• [Data extracted from a collection]
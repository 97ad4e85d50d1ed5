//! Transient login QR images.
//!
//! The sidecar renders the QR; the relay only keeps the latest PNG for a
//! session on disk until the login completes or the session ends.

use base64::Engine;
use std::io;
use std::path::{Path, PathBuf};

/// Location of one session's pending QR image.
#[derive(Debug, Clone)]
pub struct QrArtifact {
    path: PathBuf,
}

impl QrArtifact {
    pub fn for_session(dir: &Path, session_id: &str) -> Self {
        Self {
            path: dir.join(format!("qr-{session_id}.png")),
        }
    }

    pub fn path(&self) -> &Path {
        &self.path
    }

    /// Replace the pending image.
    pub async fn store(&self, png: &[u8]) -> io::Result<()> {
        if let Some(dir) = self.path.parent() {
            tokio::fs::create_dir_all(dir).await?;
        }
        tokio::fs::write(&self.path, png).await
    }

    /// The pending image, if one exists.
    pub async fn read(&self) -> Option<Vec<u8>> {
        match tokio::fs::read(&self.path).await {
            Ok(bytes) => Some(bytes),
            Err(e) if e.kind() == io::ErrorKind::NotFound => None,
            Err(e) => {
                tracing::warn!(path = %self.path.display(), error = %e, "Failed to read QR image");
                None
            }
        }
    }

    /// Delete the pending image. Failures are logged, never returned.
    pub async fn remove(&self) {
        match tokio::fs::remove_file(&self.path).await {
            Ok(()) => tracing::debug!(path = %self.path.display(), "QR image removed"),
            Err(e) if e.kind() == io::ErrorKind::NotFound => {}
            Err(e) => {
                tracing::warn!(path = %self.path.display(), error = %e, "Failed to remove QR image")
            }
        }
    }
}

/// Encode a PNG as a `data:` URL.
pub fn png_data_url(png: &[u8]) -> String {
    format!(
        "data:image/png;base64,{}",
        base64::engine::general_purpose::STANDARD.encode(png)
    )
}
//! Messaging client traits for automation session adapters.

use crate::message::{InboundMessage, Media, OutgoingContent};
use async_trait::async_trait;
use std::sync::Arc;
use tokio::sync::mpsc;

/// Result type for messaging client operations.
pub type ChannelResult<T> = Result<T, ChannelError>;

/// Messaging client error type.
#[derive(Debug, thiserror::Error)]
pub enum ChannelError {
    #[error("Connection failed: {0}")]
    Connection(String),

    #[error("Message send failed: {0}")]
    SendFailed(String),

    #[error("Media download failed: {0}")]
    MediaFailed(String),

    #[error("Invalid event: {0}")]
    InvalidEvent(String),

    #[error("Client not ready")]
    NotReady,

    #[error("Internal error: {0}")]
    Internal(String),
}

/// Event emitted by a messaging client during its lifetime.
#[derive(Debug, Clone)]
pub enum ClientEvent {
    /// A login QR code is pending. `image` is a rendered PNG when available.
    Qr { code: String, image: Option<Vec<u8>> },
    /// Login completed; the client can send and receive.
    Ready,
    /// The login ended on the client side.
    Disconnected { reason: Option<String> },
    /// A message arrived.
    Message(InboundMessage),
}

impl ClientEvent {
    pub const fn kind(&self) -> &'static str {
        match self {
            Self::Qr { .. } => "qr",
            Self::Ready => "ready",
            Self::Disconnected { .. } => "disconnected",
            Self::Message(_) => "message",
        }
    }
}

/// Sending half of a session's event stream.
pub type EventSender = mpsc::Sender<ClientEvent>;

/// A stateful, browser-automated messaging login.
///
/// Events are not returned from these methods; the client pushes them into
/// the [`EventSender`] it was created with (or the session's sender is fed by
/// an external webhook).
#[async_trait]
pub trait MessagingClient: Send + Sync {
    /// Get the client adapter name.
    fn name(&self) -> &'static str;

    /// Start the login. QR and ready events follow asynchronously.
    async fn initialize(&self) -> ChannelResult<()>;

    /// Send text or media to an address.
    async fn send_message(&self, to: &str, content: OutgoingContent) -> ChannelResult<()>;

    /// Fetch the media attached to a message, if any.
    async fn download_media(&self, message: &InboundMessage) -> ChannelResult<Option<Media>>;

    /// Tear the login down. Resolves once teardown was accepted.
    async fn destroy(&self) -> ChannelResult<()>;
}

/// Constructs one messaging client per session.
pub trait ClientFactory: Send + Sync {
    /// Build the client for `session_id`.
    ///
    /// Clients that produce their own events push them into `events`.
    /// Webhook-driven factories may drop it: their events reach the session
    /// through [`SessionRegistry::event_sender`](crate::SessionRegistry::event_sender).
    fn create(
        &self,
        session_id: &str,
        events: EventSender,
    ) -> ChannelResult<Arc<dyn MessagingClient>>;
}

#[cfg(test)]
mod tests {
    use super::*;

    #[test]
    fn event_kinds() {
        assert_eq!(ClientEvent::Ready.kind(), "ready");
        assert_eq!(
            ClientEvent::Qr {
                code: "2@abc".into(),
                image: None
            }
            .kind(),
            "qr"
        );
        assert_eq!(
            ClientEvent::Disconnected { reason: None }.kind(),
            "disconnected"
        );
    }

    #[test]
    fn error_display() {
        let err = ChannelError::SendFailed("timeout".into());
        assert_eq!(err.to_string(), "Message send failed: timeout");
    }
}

• [Task brief]
Every line of the data that includes the word "ChannelError" should be copied.

• [Exercise result]
pub type ChannelResult<T> = Result<T, ChannelError>;
pub enum ChannelError {
        let err = ChannelError::SendFailed("timeout".into());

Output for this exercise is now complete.